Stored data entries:

★ ★ ★ ★

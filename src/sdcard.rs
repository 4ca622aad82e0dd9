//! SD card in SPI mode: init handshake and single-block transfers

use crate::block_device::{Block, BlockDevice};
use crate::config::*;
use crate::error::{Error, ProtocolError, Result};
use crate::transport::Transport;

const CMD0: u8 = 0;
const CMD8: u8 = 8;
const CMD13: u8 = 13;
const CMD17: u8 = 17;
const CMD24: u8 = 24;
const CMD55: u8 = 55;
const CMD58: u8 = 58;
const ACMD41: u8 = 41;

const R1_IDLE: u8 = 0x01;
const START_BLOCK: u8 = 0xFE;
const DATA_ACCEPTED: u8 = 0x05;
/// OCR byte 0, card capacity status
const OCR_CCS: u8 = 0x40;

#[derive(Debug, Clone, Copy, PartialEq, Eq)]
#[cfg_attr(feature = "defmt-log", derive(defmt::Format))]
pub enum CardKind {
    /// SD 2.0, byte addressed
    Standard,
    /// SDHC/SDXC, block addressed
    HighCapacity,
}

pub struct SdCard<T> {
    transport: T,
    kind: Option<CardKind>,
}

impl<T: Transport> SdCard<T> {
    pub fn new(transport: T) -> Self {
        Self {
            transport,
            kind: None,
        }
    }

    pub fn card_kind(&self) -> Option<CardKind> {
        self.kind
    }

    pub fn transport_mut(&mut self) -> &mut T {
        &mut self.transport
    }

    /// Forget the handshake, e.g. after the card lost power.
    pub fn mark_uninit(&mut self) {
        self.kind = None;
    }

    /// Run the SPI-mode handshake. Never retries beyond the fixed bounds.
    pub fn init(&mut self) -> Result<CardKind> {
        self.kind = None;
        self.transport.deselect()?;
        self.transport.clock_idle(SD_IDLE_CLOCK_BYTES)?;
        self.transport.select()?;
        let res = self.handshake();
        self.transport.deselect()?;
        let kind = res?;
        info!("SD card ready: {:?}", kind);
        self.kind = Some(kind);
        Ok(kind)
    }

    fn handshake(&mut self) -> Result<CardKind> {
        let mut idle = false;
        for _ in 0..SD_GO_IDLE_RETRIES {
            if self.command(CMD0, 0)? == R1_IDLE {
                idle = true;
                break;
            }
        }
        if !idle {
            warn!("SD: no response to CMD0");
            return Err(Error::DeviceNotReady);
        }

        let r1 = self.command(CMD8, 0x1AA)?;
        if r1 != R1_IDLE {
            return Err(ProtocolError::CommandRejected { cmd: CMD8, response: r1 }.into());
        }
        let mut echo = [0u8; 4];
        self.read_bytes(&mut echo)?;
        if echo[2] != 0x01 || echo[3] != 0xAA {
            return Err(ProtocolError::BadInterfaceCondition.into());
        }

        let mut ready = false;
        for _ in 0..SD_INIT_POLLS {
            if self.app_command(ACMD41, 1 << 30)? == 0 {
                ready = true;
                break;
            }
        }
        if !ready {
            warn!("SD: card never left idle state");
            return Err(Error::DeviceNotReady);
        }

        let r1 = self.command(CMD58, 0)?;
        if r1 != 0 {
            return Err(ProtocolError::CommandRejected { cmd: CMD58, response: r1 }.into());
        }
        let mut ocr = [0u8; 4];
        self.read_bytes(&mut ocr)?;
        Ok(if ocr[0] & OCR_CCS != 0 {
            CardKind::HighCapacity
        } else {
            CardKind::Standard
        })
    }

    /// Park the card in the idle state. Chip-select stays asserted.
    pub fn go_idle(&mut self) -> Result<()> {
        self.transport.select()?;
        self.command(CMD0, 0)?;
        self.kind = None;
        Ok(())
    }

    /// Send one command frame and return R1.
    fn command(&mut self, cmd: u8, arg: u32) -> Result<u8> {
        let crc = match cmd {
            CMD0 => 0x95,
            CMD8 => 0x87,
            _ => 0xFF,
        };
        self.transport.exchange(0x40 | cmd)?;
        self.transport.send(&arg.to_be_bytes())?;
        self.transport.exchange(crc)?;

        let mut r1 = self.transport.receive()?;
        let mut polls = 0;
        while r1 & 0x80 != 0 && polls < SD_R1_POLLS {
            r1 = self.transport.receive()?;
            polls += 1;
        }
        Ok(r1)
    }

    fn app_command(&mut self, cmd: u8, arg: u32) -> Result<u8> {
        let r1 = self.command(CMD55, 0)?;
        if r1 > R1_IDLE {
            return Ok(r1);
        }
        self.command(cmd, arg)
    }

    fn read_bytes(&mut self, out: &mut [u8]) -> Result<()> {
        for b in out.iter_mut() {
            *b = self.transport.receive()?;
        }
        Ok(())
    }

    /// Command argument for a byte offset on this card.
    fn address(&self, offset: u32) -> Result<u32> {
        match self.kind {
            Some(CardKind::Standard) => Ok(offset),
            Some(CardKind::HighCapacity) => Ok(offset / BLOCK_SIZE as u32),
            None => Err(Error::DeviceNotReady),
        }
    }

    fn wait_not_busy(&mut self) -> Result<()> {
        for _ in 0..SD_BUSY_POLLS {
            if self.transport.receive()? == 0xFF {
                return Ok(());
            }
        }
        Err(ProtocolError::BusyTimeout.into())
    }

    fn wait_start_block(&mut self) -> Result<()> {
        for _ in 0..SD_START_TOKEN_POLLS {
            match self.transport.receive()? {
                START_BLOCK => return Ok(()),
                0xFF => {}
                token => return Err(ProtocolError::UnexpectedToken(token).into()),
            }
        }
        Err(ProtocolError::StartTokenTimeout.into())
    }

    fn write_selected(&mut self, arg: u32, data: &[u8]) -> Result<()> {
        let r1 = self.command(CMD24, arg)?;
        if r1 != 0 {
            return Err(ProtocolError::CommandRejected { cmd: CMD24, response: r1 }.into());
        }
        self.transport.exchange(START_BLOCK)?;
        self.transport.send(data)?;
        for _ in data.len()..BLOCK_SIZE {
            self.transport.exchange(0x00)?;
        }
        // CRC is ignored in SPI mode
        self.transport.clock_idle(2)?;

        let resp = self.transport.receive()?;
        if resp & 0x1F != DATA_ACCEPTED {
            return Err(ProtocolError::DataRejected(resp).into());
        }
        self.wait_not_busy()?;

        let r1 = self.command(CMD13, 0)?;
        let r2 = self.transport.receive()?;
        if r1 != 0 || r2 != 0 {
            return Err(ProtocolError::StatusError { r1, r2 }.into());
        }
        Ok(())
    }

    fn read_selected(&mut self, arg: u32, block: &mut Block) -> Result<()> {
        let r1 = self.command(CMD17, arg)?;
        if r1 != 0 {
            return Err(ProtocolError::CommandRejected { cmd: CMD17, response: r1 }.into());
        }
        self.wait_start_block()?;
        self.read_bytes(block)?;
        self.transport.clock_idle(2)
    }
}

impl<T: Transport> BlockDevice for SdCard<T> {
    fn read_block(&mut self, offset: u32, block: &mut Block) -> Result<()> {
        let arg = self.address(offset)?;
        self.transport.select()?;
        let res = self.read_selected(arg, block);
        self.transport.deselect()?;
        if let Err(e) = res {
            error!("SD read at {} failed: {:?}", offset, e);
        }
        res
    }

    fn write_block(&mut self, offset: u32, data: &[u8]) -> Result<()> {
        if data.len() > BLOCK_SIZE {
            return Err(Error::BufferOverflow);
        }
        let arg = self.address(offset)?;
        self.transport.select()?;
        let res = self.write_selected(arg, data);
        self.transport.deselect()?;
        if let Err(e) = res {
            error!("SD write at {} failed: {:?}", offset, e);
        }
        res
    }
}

★ ★ ★ ★

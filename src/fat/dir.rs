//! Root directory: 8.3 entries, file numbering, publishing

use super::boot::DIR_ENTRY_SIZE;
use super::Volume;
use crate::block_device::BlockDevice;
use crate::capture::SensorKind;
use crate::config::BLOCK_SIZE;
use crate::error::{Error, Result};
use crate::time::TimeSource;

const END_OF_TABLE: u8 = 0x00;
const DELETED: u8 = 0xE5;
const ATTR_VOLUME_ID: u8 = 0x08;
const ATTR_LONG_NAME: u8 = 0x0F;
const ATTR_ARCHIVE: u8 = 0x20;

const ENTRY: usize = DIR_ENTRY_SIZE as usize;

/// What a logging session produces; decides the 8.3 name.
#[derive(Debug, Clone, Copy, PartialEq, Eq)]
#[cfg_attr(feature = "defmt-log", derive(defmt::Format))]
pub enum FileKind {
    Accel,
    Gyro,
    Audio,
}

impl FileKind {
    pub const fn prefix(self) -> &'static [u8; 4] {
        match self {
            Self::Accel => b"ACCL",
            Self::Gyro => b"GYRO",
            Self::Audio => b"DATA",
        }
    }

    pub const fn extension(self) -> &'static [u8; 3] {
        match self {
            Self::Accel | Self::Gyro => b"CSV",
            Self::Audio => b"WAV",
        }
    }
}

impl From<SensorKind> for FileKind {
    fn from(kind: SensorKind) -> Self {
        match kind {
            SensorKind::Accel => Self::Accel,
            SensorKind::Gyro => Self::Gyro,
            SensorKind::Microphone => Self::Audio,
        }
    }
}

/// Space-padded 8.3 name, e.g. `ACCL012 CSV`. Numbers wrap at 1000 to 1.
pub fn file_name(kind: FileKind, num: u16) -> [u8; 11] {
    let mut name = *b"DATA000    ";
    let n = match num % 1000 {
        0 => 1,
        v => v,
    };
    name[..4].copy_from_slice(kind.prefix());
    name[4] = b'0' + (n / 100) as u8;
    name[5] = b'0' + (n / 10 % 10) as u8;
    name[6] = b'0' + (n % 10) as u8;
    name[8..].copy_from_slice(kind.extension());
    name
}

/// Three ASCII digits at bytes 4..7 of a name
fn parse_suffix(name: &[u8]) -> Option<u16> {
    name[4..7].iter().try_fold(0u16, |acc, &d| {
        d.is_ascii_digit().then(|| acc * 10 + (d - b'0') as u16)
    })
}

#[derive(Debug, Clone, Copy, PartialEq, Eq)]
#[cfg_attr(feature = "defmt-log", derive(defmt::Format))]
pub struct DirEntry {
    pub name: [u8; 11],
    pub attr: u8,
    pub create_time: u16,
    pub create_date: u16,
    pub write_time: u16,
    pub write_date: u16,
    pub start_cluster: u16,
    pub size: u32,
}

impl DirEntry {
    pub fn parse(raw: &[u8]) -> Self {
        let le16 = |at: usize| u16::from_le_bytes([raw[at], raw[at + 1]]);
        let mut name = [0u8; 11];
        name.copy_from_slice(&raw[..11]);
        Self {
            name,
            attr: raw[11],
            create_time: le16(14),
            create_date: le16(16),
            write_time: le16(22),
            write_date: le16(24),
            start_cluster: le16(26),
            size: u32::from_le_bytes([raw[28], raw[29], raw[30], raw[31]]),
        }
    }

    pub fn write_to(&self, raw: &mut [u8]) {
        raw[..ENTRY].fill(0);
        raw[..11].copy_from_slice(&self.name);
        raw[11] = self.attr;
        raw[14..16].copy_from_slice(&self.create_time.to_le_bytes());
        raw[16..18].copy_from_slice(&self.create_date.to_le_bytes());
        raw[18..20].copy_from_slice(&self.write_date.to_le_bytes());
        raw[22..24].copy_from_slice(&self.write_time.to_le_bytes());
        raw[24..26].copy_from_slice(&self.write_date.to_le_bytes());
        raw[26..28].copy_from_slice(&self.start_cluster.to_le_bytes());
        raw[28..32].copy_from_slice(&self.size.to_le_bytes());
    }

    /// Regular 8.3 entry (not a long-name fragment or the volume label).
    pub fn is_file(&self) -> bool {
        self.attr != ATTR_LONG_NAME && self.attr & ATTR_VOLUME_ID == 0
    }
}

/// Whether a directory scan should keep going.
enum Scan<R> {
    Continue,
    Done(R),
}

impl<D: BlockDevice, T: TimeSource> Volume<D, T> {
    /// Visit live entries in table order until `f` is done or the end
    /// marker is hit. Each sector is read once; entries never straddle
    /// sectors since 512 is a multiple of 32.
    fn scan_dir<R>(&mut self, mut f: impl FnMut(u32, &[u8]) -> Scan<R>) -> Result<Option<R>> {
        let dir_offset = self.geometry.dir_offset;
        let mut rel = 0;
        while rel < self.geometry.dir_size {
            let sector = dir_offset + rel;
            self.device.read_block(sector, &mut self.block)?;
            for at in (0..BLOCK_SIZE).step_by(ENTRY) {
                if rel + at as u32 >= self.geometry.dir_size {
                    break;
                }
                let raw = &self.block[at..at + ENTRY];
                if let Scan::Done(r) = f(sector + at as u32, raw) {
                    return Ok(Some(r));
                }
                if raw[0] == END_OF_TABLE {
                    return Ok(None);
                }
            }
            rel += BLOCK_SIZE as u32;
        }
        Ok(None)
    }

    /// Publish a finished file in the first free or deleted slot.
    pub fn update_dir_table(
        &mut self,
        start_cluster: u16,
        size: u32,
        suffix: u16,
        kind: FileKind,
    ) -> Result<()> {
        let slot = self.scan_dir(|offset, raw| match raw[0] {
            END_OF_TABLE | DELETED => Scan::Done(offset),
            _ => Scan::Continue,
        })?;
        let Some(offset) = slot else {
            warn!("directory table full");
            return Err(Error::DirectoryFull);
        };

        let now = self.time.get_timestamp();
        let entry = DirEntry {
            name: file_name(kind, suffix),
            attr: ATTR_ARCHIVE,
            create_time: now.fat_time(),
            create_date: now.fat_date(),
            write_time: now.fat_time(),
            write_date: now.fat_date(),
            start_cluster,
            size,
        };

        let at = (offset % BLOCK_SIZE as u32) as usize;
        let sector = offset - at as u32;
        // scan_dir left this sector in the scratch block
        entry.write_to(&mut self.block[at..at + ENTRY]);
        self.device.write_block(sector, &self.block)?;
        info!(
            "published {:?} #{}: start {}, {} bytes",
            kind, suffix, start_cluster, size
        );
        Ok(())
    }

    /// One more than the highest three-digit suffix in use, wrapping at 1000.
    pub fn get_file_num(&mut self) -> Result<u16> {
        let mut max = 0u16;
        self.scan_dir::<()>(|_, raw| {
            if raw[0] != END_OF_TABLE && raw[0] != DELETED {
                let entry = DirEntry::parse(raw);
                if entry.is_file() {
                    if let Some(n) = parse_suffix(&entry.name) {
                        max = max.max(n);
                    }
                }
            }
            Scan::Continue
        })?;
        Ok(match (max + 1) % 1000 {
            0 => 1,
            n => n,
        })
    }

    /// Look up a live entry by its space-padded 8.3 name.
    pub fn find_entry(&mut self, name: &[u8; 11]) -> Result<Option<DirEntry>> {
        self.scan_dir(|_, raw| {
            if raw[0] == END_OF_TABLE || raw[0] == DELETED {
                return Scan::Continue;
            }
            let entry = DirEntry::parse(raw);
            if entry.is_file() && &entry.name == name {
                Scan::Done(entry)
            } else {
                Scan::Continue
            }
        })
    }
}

★ ★ ★ ★

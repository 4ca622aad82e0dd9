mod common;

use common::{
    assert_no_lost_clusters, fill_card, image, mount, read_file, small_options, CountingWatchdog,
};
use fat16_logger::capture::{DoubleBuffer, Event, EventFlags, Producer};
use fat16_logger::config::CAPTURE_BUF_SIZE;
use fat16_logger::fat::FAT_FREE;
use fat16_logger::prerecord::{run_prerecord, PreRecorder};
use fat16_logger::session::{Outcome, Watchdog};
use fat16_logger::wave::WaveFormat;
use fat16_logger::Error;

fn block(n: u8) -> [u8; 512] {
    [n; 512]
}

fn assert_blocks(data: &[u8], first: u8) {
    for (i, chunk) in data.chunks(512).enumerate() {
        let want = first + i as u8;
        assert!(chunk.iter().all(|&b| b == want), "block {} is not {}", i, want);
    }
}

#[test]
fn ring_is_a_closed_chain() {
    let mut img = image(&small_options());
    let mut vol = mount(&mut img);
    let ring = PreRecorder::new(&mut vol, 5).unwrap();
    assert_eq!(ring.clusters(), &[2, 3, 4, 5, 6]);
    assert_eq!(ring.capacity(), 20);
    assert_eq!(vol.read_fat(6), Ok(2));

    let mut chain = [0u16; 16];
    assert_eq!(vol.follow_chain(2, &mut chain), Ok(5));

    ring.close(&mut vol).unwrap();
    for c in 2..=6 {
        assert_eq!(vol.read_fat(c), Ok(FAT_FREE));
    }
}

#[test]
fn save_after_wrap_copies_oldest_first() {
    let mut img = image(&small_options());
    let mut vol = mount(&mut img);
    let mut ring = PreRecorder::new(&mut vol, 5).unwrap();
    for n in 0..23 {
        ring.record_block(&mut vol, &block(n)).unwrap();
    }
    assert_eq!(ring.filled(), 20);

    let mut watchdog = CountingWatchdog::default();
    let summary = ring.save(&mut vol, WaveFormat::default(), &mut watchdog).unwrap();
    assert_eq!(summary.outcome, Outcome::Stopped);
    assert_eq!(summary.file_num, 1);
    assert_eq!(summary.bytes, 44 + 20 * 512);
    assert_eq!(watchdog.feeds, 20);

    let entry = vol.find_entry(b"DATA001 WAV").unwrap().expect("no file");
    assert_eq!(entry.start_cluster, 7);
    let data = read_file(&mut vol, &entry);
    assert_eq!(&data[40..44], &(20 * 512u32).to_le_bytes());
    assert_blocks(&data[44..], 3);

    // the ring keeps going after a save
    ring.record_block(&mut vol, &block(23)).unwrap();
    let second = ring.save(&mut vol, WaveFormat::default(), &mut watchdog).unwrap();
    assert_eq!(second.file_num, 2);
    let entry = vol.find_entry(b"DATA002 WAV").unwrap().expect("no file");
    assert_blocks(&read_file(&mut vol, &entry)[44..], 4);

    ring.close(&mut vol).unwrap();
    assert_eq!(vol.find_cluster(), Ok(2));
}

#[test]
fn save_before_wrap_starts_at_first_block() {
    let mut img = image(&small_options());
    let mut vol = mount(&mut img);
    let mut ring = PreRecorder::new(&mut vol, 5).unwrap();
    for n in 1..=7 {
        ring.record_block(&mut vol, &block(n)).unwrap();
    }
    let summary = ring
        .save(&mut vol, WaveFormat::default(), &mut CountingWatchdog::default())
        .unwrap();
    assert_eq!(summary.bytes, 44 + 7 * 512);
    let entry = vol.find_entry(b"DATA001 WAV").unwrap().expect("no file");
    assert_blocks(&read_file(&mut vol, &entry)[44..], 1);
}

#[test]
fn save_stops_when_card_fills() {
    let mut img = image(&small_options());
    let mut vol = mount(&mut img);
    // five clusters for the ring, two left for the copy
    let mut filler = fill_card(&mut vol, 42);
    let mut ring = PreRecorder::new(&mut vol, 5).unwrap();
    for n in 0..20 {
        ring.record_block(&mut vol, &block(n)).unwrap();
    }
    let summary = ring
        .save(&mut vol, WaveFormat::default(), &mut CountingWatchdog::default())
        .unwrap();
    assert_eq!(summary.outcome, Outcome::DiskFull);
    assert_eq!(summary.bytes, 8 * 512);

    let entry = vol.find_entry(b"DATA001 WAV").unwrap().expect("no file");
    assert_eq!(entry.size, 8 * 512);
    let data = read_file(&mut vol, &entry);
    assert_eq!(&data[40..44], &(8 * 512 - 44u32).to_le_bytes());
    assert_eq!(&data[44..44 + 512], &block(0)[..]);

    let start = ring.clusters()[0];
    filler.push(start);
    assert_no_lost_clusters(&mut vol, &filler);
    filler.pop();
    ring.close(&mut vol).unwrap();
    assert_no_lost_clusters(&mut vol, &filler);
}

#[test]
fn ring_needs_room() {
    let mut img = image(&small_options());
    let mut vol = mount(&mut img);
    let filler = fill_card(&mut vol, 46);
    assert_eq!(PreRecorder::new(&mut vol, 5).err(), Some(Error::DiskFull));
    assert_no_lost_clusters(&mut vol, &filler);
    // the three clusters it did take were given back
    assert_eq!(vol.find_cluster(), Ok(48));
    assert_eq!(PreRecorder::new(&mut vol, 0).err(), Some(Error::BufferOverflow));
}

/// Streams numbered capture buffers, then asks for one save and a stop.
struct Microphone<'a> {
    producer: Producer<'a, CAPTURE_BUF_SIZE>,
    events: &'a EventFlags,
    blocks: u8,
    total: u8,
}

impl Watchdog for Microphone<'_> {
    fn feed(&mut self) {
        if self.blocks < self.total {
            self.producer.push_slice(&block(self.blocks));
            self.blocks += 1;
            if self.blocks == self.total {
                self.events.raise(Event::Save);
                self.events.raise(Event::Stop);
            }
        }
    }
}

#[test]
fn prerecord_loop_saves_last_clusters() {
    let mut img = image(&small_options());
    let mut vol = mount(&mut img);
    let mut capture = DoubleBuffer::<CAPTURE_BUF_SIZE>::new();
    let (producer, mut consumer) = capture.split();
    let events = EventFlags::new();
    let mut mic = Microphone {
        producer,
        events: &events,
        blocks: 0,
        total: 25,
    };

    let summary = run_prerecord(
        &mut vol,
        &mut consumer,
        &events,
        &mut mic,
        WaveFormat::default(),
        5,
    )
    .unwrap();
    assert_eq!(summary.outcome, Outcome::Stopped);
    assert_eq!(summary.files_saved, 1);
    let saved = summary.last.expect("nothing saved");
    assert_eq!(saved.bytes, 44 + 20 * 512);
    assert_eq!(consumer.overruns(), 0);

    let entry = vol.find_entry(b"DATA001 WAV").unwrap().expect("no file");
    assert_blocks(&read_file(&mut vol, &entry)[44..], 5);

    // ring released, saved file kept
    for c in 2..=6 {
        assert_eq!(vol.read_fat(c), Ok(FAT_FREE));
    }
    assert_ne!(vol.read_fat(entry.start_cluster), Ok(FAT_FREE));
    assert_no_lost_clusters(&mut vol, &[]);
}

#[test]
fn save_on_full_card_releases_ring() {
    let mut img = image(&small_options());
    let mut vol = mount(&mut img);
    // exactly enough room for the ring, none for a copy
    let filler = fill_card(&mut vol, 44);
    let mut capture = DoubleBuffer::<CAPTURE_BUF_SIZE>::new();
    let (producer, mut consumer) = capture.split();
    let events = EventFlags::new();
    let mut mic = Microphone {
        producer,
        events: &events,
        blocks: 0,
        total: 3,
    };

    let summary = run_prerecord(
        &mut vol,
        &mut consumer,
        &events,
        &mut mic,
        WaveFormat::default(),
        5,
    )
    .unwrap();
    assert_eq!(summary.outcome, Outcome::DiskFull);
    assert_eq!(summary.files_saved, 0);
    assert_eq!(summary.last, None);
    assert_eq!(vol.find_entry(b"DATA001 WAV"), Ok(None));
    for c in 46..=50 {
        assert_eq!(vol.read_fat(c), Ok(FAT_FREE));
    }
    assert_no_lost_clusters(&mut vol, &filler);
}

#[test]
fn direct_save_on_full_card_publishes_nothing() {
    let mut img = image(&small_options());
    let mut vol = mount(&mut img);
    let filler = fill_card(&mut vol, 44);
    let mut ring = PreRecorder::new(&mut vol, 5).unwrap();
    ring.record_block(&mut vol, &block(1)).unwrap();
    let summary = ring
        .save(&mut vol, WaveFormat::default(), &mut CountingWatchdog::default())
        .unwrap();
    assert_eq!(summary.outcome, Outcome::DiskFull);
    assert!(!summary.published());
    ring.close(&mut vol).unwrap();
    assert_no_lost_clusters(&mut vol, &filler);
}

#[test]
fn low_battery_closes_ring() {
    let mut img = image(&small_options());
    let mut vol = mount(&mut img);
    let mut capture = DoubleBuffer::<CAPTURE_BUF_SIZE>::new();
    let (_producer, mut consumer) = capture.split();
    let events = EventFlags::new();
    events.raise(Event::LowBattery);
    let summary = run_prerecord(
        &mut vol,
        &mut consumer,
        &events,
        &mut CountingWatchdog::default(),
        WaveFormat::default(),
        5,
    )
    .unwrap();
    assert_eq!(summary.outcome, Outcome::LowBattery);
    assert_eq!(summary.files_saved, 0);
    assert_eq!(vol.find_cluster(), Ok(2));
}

★ ★ ★ ★

Check every line above for the string "Accel" and state how many have it, with no other words.

4